Chien-Lung Chan, Huey-Jen You, Hsin-Tsung Huang contributed equally to this work.
The authors declare that they have no competing interests.
CLC conceptualized the study, participated in the analysis of the data, drafted the manuscript and revised the manuscript. HTH conceptualized the study and participated in the study design, statistical analysis, and interpretation of data. HJY conceptualized the project, participated in the study design, interpretation of data, writing of the manuscript, and revised the manuscript. HWT integrated the results of the research into clinical problems and revised the manuscript. All authors have read and approved the final version of the manuscript.
The increasing prevalence of multiple chronic conditions has accentuated the importance of coordinating and integrating health care services. Patients with better continuity of care (COC) have a lower utilization rate of emergency department (ED) services, lower hospitalization and better care outcomes. Previous COC studies have focused on the care outcome of patients with a single chronic condition or that of physician-patient relationships; few studies have investigated the care outcome of patients with multiple chronic conditions. Using multi-chronic patients as subjects, this study proposes an integrated continuity of care (ICOC) index to verify the association between COC and care outcomes for two scopes of chronic conditions, at physician and medical facility levels.
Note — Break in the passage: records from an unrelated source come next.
//! Pull the intended value out of a conversational answer.

use teamreg_shared::Field;

use crate::phrases;

/// Strip the first matching introductory phrase from `raw`.
///
/// `phrases` is scanned in order; the first phrase found anywhere in the
/// (ASCII lower-cased) input wins if it leaves a non-empty remainder. The
/// remainder keeps the input's original case. Without a usable match the
/// trimmed input is returned unchanged, so bare answers pass straight
/// through.
pub fn extract(raw: &str, phrases: &[&str]) -> String {
    let input = raw.trim();
    // ASCII lower-casing keeps byte offsets aligned with `input`.
    let lower = input.to_ascii_lowercase();

    for phrase in phrases {
        if let Some(pos) = lower.find(phrase) {
            let rest = input[pos + phrase.len()..].trim();
            if !rest.is_empty() {
                return rest.to_string();
            }
        }
    }

    input.to_string()
}

/// [`extract`] with the phrase list registered for `field`.
pub fn extract_field(raw: &str, field: Field) -> String {
    extract(raw, phrases::for_field(field))
}

#[cfg(test)]
mod tests {
    use super::*;
    use crate::phrases::{BATCH, EMAIL, INDEX_NUMBER, MEMBER_NAME, TEAM_NAME};

    #[test]
    fn team_name_phrasings() {
        assert_eq!(extract("my team name is Bolt", TEAM_NAME), "Bolt");
        assert_eq!(extract("Bolt", TEAM_NAME), "Bolt");
        assert_eq!(extract("our tema name is bolt", TEAM_NAME), "bolt");
        assert_eq!(extract("Out team is called Night Owls", TEAM_NAME), "Night Owls");
        assert_eq!(extract("  Team Name: Code Crafters  ", TEAM_NAME), "Code Crafters");
    }

    #[test]
    fn extraction_is_idempotent() {
        let once = extract("our team name is Phoenix", TEAM_NAME);
        assert_eq!(extract(&once, TEAM_NAME), once);
    }

    #[test]
    fn empty_remainder_falls_back_to_input() {
        assert_eq!(extract("my team name is", TEAM_NAME), "my team name is");
        assert_eq!(extract("   ", TEAM_NAME), "");
    }

    #[test]
    fn first_phrase_in_priority_order_wins() {
        // "name is" also occurs, but "his full name is" is listed first
        assert_eq!(extract("his full name is Kasun Perera", MEMBER_NAME), "Kasun Perera");
        assert_eq!(extract("Hi! My name is Ann Fernando", MEMBER_NAME), "Ann Fernando");
    }

    #[test]
    fn member_field_phrasings() {
        assert_eq!(extract("her index number is 234001T", INDEX_NUMBER), "234001T");
        assert_eq!(extract("index 234002U", INDEX_NUMBER), "234002U");
        assert_eq!(
            extract("My email address is Ann@Example.com", EMAIL),
            "Ann@Example.com"
        );
        assert_eq!(extract("myemail@example.com", EMAIL), "myemail@example.com");
        assert_eq!(extract("we are from batch 24", BATCH), "24");
        assert_eq!(extract("23", BATCH), "23");
    }

    #[test]
    fn non_ascii_values_are_preserved() {
        assert_eq!(extract("my name is Zoë Ñúñez", MEMBER_NAME), "Zoë Ñúñez");
        assert_eq!(extract("ÉQUIPE name is x", MEMBER_NAME), "x");
    }

    #[test]
    fn field_dispatch() {
        assert_eq!(extract_field("our batch is 23", Field::Batch), "23");
        assert_eq!(extract_field("yes", Field::Confirmation), "yes");
    }
}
This study used a dataset of 280,840 subjects, obtained from the Longitudinal Health Insurance Database (LHID 2005), compiled by the National Health Research Institutes, of the National Health Insurance Bureau of Taiwan. Principal Component Analysis (PCA) was used to integrate the indices of density, dispersion and sequence into ICOC to measure COC outcomes - the utilization rate of ED services and hospitalization. A Generalized Estimating Equations model was used to verify the care outcomes.
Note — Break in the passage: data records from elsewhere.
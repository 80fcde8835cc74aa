//! Shared types, error model, and configuration for team registration.
//!
//! This crate is the foundation depended on by all other teamreg crates.
//! It provides:
//! - [`TeamRegError`]: the unified error type
//! - Domain types ([`Registration`], [`RegistrationState`], [`Member`], [`DeliveryRecord`])
//! - Configuration ([`AppConfig`], [`RetryPolicy`], config loading)

pub mod config;
pub mod error;
pub mod types;

// Re-export public API at crate root for ergonomic imports.
pub use config::{
    AppConfig, EventConfig, FaqEntry, IntakeConfig, RetryConfig, RetryPolicy, RosterConfig,
    ServerConfig, SmtpConfig, StorageConfig, config_dir, config_file_path, init_config,
    load_config, load_config_from, validate_roster_endpoint, validate_smtp_credentials,
};
pub use error::{Result, TeamRegError};
pub use types::{
    DeliveryAction, DeliveryChannel, DeliveryId, DeliveryRecord, Field, Member, MemberField,
    Registration, RegistrationState, StagedMember, TEAM_SIZE,
};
We discovered that the higher the COC at medical facility level, the lower the utilization rate of ED services and hospitalization for patients; by contrast, the higher the COC at physician level, the higher the utilization rate of ED services (odds ratio > 1; Exp(β) = 2.116) and hospitalization (odds ratio > 1; Exp(β) = 1.688). When only those patients with major chronic conditions with the highest number of medical visits were considered, it was found that the higher the COC at both medical facility and physician levels, the lower the utilization rate of ED services and hospitalization.
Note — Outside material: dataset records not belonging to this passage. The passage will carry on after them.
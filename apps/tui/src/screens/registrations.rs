//! "Registrations" screen: lists stored registrations, inspects and deletes them.

use crossterm::event::{KeyCode, KeyModifiers};
use ratatui::prelude::*;
use ratatui::widgets::{Block, Borders, List, ListItem, Paragraph, Wrap};
use teamreg_shared::{Registration, RegistrationState, TEAM_SIZE};

use crate::backend::Backend;

/// Filter cycle for the `s` key.
const STATE_FILTERS: [Option<&str>; 6] = [
    None,
    Some("WELCOME"),
    Some("BATCH_SELECTION"),
    Some("MEMBER_DETAILS"),
    Some("CONFIRMATION"),
    Some("DONE"),
];

pub(crate) struct RegistrationsScreen {
    entries: Vec<Registration>,
    selected: usize,
    filter: usize,
    confirm_delete: bool,
    status: String,
}

impl RegistrationsScreen {
    pub(crate) fn new(backend: &Backend) -> Self {
        let mut screen = Self {
            entries: Vec::new(),
            selected: 0,
            filter: 0,
            confirm_delete: false,
            status: String::new(),
        };
        screen.refresh(backend);
        screen
    }

    pub(crate) fn draw(&self, f: &mut Frame, area: Rect) {
        let chunks = Layout::default()
            .direction(Direction::Vertical)
            .margin(1)
            .constraints([
                Constraint::Min(1),    // List + detail
                Constraint::Length(1), // Status
            ])
            .split(area);

        let panes = Layout::default()
            .direction(Direction::Horizontal)
            .constraints([Constraint::Percentage(45), Constraint::Percentage(55)])
            .split(chunks[0]);

        let filter = STATE_FILTERS[self.filter].unwrap_or("all");
        let title = format!(" Registrations: {filter} ({}) ", self.entries.len());

        if self.entries.is_empty() {
            let empty = Paragraph::new(
                "No registrations yet.\n\nStart one from the 'Chat' tab, \
                 or press 's' to change the state filter.",
            )
            .alignment(Alignment::Center)
            .wrap(Wrap { trim: true })
            .block(Block::default().borders(Borders::ALL).title(title));
            f.render_widget(empty, panes[0]);
        } else {
            let items: Vec<ListItem> = self
                .entries
                .iter()
                .enumerate()
                .map(|(i, reg)| {
                    let style = if i == self.selected {
                        Style::default()
                            .fg(Color::Cyan)
                            .add_modifier(Modifier::BOLD)
                    } else {
                        Style::default()
                    };
                    let prefix = if i == self.selected { "▸ " } else { "  " };
                    ListItem::new(format!("{prefix}{}", row_label(reg))).style(style)
                })
                .collect();

            let list = List::new(items).block(Block::default().borders(Borders::ALL).title(title));
            f.render_widget(list, panes[0]);
        }

        let detail = self
            .entries
            .get(self.selected)
            .map(detail_lines)
            .unwrap_or_default();
        let detail = Paragraph::new(detail)
            .wrap(Wrap { trim: false })
            .block(Block::default().borders(Borders::ALL).title(" Details "));
        f.render_widget(detail, panes[1]);

        let (text, style) = if self.confirm_delete {
            (
                "Delete this registration? y to confirm, any other key to cancel".to_string(),
                Style::default().fg(Color::Yellow),
            )
        } else {
            (self.status.clone(), Style::default().fg(Color::DarkGray))
        };
        let status = Paragraph::new(text).style(style).alignment(Alignment::Center);
        f.render_widget(status, chunks[1]);
    }

    pub(crate) fn handle_key(&mut self, code: KeyCode, _modifiers: KeyModifiers, backend: &Backend) {
        if self.confirm_delete {
            self.confirm_delete = false;
            if code == KeyCode::Char('y') {
                self.delete_selected(backend);
            } else {
                self.status = "Delete cancelled.".to_string();
            }
            return;
        }

        match code {
            KeyCode::Up | KeyCode::Char('k') => {
                self.selected = self.selected.saturating_sub(1);
            }
            KeyCode::Down | KeyCode::Char('j') => {
                if self.selected + 1 < self.entries.len() {
                    self.selected += 1;
                }
            }
            KeyCode::Char('r') => self.refresh(backend),
            KeyCode::Char('s') => {
                self.filter = (self.filter + 1) % STATE_FILTERS.len();
                self.refresh(backend);
            }
            KeyCode::Char('d') | KeyCode::Delete if !self.entries.is_empty() => {
                self.confirm_delete = true;
            }
            _ => {}
        }
    }

    pub(crate) fn refresh(&mut self, backend: &Backend) {
        match backend.registrations(STATE_FILTERS[self.filter]) {
            Ok(entries) => {
                self.entries = entries;
                self.selected = self.selected.min(self.entries.len().saturating_sub(1));
                self.status = format!(
                    "{} registration(s) · r refresh · s filter · d delete",
                    self.entries.len()
                );
            }
            Err(e) => self.status = format!("Failed to load registrations: {e}"),
        }
    }

    fn delete_selected(&mut self, backend: &Backend) {
        let Some(session_id) = self.entries.get(self.selected).map(|r| r.session_id.clone())
        else {
            return;
        };
        match backend.delete(&session_id) {
            Ok(deleted) => {
                self.refresh(backend);
                self.status = format!("Deleted {}.", row_label(&deleted));
            }
            Err(e) => self.status = format!("Delete failed: {e}"),
        }
    }
}

fn row_label(reg: &Registration) -> String {
    format!(
        "{}  [{}]  {}/{}  {}",
        reg.team_name.as_deref().unwrap_or("(unnamed)"),
        reg.team_batch.as_deref().unwrap_or("--"),
        reg.members.len(),
        TEAM_SIZE,
        reg.state
    )
}

fn detail_lines(reg: &Registration) -> Vec<Line<'static>> {
    let bold = Style::default().add_modifier(Modifier::BOLD);
    let mut lines = vec![
        Line::from(vec![Span::styled("Session  ", bold), Span::raw(reg.session_id.clone())]),
        Line::from(vec![
            Span::styled("Team     ", bold),
            Span::raw(reg.team_name.clone().unwrap_or_default()),
        ]),
        Line::from(vec![
            Span::styled("Batch    ", bold),
            Span::raw(reg.team_batch.clone().unwrap_or_default()),
        ]),
        Line::from(vec![Span::styled("State    ", bold), Span::raw(state_detail(&reg.state))]),
        Line::from(vec![
            Span::styled("Updated  ", bold),
            Span::raw(reg.updated_at.format("%Y-%m-%d %H:%M:%S UTC").to_string()),
        ]),
        Line::from(""),
    ];

    for (i, member) in reg.members.iter().enumerate() {
        lines.push(Line::styled(format!("Member {}", i + 1), bold));
        lines.push(Line::from(format!("  {}", member.full_name)));
        lines.push(Line::from(format!("  {} · {}", member.index_number, member.email)));
    }
    lines
}

fn state_detail(state: &RegistrationState) -> String {
    match state {
        RegistrationState::MemberDetails {
            member_number,
            pending,
            ..
        } => format!("{state} (member {member_number}, awaiting {})", pending.label()),
        other => other.to_string(),
    }
}

#[cfg(test)]
mod tests {
    use super::*;
    use teamreg_shared::{Member, MemberField};

    #[test]
    fn row_label_shows_progress() {
        let mut reg = Registration::new("s1");
        assert_eq!(row_label(&reg), "(unnamed)  [--]  0/4  WELCOME");

        reg.team_name = Some("Phoenix".into());
        reg.team_batch = Some("23".into());
        reg.members.push(Member {
            full_name: "Ann Perera".into(),
            index_number: "230001A".into(),
            batch: "23".into(),
            email: "ann@example.com".into(),
        });
        reg.state = RegistrationState::MemberDetails {
            member_number: 2,
            pending: MemberField::Email,
            staged: Default::default(),
        };
        assert_eq!(row_label(&reg), "Phoenix  [23]  1/4  MEMBER_DETAILS");
        assert!(state_detail(&reg.state).contains("member 2"));
        assert_eq!(detail_lines(&reg).len(), 6 + 3);
    }
}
The study shows that ICOC is more stable than single indices and it can be widely used to measure the care outcomes of different chronic conditions to accumulate empirical evidence. Concentrated care of multi-chronic patients by a single physician often results in unsatisfactory care outcomes. This highlights the need for referral mechanisms and integration of specialties inside or outside medical facilities, in order to optimize patient-centered care.